------ Material provided ------
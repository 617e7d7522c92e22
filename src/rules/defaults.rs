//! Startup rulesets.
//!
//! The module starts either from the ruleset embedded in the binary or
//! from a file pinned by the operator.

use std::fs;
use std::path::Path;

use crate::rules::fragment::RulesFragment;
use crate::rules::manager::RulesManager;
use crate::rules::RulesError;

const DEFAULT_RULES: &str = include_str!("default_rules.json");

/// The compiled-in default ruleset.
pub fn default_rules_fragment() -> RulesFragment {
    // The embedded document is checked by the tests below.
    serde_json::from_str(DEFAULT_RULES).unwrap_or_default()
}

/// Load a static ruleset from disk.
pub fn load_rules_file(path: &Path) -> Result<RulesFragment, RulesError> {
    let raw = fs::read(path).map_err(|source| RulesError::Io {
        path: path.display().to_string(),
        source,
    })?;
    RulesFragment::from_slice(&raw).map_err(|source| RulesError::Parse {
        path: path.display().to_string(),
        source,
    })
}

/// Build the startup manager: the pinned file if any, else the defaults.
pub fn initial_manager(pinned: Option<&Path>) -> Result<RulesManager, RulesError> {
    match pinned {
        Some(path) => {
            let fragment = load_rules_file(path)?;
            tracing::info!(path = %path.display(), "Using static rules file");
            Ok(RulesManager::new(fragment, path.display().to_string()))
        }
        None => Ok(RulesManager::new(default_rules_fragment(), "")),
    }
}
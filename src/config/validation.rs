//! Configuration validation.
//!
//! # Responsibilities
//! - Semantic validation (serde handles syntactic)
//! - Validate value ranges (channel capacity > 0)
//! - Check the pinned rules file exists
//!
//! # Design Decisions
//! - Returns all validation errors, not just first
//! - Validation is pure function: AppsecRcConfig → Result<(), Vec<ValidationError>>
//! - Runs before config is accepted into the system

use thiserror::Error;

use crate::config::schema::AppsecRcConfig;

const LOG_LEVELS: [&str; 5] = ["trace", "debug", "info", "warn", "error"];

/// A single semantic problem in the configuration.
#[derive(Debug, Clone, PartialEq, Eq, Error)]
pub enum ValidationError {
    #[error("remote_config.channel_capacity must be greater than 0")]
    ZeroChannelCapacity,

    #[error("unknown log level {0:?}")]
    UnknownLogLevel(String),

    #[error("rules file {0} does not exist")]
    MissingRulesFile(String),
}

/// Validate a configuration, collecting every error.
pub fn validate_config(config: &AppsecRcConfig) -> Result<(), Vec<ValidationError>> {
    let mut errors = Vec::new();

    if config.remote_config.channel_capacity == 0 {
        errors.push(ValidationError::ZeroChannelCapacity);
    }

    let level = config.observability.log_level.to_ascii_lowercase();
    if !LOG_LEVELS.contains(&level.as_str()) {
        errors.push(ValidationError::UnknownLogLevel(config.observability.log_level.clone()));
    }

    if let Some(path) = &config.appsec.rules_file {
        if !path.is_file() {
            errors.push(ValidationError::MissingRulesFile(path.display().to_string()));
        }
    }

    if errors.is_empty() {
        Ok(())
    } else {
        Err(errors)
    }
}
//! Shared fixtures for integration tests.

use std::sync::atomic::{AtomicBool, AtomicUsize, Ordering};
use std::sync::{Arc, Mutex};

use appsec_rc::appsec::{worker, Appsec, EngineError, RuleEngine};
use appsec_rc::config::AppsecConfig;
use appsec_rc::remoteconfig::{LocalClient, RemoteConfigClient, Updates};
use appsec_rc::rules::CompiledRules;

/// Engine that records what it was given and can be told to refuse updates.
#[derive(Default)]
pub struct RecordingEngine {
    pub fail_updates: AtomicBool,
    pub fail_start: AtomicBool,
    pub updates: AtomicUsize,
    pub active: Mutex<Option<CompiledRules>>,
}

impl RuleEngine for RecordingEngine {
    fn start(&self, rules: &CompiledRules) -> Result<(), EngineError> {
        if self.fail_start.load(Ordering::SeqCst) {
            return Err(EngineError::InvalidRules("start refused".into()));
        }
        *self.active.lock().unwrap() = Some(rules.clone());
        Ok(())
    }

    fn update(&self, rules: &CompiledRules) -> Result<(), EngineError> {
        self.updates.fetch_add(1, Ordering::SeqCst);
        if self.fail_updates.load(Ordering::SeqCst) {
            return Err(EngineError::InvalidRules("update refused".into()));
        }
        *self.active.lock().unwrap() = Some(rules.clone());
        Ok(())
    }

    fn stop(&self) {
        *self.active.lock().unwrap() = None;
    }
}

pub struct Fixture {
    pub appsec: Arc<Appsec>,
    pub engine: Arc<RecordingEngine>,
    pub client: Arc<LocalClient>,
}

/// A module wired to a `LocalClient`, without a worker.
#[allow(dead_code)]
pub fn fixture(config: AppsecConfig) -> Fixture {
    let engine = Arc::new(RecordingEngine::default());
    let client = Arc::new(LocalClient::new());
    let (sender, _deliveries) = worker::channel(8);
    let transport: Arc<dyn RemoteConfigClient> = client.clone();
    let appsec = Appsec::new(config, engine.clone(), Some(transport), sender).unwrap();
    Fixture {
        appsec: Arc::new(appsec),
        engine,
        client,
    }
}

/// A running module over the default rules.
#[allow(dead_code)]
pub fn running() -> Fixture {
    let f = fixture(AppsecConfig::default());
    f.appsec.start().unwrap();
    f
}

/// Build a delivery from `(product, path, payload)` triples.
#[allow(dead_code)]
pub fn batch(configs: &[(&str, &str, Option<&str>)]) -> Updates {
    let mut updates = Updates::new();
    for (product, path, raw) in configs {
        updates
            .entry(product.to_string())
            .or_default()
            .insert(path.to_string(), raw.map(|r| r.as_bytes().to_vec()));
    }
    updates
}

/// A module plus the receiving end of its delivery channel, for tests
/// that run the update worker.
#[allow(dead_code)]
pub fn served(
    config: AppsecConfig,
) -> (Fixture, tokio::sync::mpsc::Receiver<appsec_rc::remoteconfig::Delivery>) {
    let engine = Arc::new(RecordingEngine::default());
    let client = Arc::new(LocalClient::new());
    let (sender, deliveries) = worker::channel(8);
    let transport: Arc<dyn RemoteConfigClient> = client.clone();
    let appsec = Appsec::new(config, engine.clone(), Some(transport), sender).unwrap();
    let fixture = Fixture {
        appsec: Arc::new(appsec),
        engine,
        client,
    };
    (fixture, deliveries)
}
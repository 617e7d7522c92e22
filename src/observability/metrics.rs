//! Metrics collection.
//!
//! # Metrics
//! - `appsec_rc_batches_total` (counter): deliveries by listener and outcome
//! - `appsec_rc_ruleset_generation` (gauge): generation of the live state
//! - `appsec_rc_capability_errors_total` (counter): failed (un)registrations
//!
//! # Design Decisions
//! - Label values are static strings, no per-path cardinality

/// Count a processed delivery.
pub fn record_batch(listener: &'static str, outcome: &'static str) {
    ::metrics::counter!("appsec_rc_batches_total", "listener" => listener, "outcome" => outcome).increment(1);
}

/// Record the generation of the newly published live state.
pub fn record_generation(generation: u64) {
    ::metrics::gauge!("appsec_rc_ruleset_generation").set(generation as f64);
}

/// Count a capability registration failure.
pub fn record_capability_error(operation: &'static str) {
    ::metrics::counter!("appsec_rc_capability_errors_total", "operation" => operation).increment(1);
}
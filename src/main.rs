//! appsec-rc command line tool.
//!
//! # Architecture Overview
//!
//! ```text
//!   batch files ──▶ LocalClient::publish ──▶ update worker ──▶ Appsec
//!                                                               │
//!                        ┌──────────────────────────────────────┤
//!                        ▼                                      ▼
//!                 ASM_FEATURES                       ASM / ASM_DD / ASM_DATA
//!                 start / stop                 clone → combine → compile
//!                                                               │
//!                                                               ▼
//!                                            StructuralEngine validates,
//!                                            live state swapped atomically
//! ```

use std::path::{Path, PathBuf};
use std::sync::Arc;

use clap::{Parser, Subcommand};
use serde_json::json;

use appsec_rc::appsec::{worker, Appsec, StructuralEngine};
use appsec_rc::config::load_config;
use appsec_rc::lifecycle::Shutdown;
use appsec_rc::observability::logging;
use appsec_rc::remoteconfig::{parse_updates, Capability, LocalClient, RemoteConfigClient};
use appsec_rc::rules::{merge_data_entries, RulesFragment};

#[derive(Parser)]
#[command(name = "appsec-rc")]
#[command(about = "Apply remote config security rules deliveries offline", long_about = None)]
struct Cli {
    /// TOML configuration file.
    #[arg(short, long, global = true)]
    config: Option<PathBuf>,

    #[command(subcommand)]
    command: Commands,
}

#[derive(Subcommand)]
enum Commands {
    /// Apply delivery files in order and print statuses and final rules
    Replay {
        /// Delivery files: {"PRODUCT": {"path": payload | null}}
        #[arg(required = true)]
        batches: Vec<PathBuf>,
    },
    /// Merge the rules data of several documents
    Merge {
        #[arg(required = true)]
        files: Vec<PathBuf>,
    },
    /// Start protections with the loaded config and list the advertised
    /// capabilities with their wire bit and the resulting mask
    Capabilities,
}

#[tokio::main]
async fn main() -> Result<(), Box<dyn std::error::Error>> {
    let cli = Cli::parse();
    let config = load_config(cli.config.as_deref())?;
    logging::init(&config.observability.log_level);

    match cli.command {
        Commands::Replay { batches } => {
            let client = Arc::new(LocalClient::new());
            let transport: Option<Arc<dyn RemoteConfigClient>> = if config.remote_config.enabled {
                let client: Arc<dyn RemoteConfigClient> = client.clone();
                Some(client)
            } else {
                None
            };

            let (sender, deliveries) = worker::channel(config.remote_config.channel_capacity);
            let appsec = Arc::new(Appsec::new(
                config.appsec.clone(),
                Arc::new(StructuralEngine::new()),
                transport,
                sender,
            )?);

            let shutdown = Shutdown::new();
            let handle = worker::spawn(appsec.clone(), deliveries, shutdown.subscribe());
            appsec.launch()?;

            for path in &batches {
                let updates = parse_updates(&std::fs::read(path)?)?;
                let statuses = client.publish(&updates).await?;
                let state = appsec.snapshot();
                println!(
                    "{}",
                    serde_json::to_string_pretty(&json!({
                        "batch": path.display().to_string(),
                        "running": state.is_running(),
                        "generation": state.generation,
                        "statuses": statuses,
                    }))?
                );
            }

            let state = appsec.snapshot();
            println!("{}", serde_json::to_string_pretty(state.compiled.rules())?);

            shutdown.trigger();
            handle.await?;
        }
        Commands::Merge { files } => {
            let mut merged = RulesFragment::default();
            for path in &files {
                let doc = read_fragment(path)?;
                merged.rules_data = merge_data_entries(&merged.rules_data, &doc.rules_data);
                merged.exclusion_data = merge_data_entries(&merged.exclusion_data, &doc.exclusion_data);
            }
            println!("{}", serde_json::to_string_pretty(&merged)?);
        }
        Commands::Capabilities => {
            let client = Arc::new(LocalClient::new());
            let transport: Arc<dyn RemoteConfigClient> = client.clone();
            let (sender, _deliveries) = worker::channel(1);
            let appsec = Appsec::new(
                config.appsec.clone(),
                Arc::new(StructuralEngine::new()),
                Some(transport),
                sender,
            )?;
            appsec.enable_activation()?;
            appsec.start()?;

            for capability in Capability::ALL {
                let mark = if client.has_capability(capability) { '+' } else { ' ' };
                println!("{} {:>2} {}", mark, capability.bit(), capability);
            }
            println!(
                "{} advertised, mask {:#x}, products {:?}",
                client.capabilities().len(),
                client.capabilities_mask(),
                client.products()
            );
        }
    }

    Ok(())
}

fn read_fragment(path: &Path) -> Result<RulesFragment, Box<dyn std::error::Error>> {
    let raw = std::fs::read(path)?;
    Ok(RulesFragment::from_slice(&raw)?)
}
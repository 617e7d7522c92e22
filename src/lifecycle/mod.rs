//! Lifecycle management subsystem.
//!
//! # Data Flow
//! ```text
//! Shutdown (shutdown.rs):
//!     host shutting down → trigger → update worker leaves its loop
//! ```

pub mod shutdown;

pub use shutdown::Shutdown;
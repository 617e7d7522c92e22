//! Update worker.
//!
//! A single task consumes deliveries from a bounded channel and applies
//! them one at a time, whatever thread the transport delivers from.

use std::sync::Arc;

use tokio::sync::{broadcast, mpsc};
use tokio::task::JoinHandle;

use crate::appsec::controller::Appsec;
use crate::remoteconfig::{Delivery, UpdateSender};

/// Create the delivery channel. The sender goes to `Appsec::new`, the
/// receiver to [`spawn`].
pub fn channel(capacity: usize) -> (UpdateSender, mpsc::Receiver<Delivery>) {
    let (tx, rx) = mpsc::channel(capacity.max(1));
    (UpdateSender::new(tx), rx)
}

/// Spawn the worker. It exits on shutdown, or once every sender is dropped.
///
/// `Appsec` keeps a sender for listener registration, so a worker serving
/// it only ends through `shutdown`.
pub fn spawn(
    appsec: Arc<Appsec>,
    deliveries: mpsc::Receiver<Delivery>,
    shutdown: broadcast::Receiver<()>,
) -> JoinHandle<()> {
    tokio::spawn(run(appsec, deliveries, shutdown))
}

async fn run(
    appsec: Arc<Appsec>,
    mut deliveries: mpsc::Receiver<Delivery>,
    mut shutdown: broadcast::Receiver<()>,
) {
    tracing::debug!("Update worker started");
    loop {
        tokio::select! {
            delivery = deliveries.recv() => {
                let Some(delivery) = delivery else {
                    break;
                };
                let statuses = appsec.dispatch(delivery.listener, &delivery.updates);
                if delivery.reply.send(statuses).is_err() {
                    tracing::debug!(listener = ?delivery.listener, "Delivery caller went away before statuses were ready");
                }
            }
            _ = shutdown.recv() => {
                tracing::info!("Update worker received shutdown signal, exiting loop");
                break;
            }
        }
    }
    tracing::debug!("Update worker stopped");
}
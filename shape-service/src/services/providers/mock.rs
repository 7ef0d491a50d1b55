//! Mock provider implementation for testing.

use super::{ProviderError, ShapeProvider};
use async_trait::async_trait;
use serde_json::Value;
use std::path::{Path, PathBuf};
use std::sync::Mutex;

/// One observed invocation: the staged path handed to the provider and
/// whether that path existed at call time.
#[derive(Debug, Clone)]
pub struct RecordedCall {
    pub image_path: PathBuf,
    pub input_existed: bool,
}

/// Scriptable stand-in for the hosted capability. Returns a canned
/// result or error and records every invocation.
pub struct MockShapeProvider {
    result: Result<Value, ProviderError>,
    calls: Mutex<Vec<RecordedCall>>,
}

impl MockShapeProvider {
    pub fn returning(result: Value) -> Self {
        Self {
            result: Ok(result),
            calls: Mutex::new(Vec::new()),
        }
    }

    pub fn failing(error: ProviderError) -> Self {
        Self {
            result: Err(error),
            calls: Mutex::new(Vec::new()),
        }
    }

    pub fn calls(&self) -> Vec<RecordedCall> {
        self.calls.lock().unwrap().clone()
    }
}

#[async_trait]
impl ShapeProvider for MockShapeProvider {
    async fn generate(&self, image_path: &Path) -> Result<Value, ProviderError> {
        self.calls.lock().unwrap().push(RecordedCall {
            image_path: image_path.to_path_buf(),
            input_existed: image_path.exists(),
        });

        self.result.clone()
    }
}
------
Work instructions: Could you restate, word for word, the lines above from the one with "(serde handles syntactic)" to the one with "let mut errors = Vec::new();", both included?

Solution for this task:
//! - Semantic validation (serde handles syntactic)
//! - Validate value ranges (channel capacity > 0)
//! - Check the pinned rules file exists
//!
//! # Design Decisions
//! - Returns all validation errors, not just first
//! - Validation is pure function: AppsecRcConfig → Result<(), Vec<ValidationError>>
//! - Runs before config is accepted into the system

use thiserror::Error;

use crate::config::schema::AppsecRcConfig;

const LOG_LEVELS: [&str; 5] = ["trace", "debug", "info", "warn", "error"];

/// A single semantic problem in the configuration.
#[derive(Debug, Clone, PartialEq, Eq, Error)]
pub enum ValidationError {
    #[error("remote_config.channel_capacity must be greater than 0")]
    ZeroChannelCapacity,

    #[error("unknown log level {0:?}")]
    UnknownLogLevel(String),

    #[error("rules file {0} does not exist")]
    MissingRulesFile(String),
}

/// Validate a configuration, collecting every error.
pub fn validate_config(config: &AppsecRcConfig) -> Result<(), Vec<ValidationError>> {
    let mut errors = Vec::new();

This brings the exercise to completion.